Once in the Total Customer Solutions position, the organization is left with the final, hard-to-reach positioning on the top of triangle: the System Lock-in. One powerful way to achieve this position is through the development and ownership of the standards of the industry, perhaps with open API and third-party solution compatibility.
Another way to achieve system lock-in is through dominant exchange strategy. For example, by designing the solution as domain-neutral and schema-invariant, the Internet of Things system will be capable of becoming a dominant data exchange platform, poised towards achieving a system lock-in strategic positioning in the long run, when envisioned and executed correctly.
The present-day challenges in big data analytics require solution providers to first educate their customers on the applications of big data analytics to their respective domains, and then provide solutions that are easy to integrate and amenable to their existing infrastructure. A good roadmap to get started in the big data analytics market includes short-term goals aimed at laying out the technology foundation and building a strong customer base for sustainable revenue generation, with medium-term goals striving to support the delivery functions for retaining the acquired customer base and reinforcing the customer bond with high-quality outputs and optimal schedules. The long-terms goals aim for leading the market with innovative solutions and strategic partnerships.

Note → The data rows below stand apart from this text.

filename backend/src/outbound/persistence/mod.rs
//! PostgreSQL persistence for annotation records.
//!
//! The adapter here only translates between Diesel rows and domain records;
//! completion and gating rules live in the domain. Row structs (`models`)
//! and table definitions (`schema`) stay private to this module.
//!
//! ```rust,no_run
//! # use std::sync::Arc;
//! # use casedesk::outbound::persistence::{DbPool, DieselRecordRepository, PoolConfig};
//! # async fn example() -> Result<(), Box<dyn std::error::Error>> {
//! let pool = DbPool::new(PoolConfig::new("postgres://localhost/casedesk")).await?;
//! let records = DieselRecordRepository::new(pool, Arc::new(mockable::DefaultClock));
//! # let _ = records;
//! # Ok(())
//! # }
//! ```

mod diesel_helpers;
mod diesel_record_repository;
pub mod migrations;
mod models;
mod pool;
mod schema;

pub use diesel_record_repository::DieselRecordRepository;
pub use migrations::{MigrationError, run_pending_migrations};
pub use pool::{DbPool, PoolConfig, PoolError};
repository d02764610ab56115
//! Authentication primitives such as login credentials.
//!
//! Handlers build credentials through the validating constructor before
//! calling the login port.

use std::fmt;

use zeroize::Zeroizing;

/// Domain error returned when login payload values are invalid.
#[derive(Debug, Clone, PartialEq, Eq)]
pub enum LoginValidationError {
    /// Username was missing or blank once trimmed.
    EmptyUsername,
    /// Password was blank.
    EmptyPassword,
}

impl fmt::Display for LoginValidationError {
    fn fmt(&self, f: &mut fmt::Formatter<'_>) -> fmt::Result {
        match self {
            Self::EmptyUsername => write!(f, "username must not be empty"),
            Self::EmptyPassword => write!(f, "password must not be empty"),
        }
    }
}

impl std::error::Error for LoginValidationError {}

/// Validated login credentials.
///
/// ## Invariants
/// - `username` is trimmed and non-empty.
/// - `password` is non-empty and keeps caller whitespace so comparisons
///   against the catalogue are exact.
///
/// # Examples
/// ```
/// use casedesk::domain::LoginCredentials;
///
/// let creds = LoginCredentials::try_from_parts(" alice ", "pw").expect("valid");
/// assert_eq!(creds.username(), "alice");
/// ```
#[derive(Debug, Clone, PartialEq, Eq)]
pub struct LoginCredentials {
    username: String,
    password: Zeroizing<String>,
}

impl LoginCredentials {
    /// Construct credentials from raw username/password inputs.
    pub fn try_from_parts(username: &str, password: &str) -> Result<Self, LoginValidationError> {
        let normalized = username.trim();
        if normalized.is_empty() {
            return Err(LoginValidationError::EmptyUsername);
        }

        if password.is_empty() {
            return Err(LoginValidationError::EmptyPassword);
        }

        Ok(Self {
            username: normalized.to_owned(),
            password: Zeroizing::new(password.to_owned()),
        })
    }

    pub fn username(&self) -> &str {
        self.username.as_str()
    }

    pub fn password(&self) -> &str {
        self.password.as_str()
    }
}
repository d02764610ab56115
//! Inbound adapters that translate external requests into domain service
//! calls while keeping framework details at the edge.

pub mod http;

The delta model outlined in this article is a customer-based approach to strategic management. It is based on customer economies and, as such, is well suited for both established organizations and initial startups, because the emphasis is on achieving success by customer bonding, rather than on working against the competition. Implementing this delta model thus requires thorough understanding of the customer needs and openness towards partnerships. Big data technologies, at least in today’s world, thrive on open source efforts and hence are aptly suited for such a model of partnerships, where crowdsourcing and open development are the fundamental mode of business.
Some of the pitfalls one may encounter in implementing such a strategy, however, are: lack of customer interest in cooperation, limited partnership opportunities, and a scarce pool of capable technical resources. Especially for startup companies who are yet to establish their brand, the prime opposition towards any innovative big data analytics solution comes directly from the customers’ apathy towards such solutions. Skeptical and suspecting, many a customer today is not yet ready to share the business data with the big data analytics entrepreneurs. A question of security for their data on the open plains of big data cloud architectures is the major contributor for these suspicions on the customer's part. Adding to this is the scarcity of qualified technical resources capable of innovating on these big data technologies, making the companies treat the competitors more and more as opponents than as prospective partners. Such a heavy inward focus towards attracting, engaging, and retaining the customers and resources, is making the companies lose global focus, rendering them as just another group of disconnected functional silos. Until the technology platforms mature and become capable of resolving such customer security concerns, and until the technical resources become available in abundance, this situation continues to present both a challenge and opportunity for big data entrepreneurs.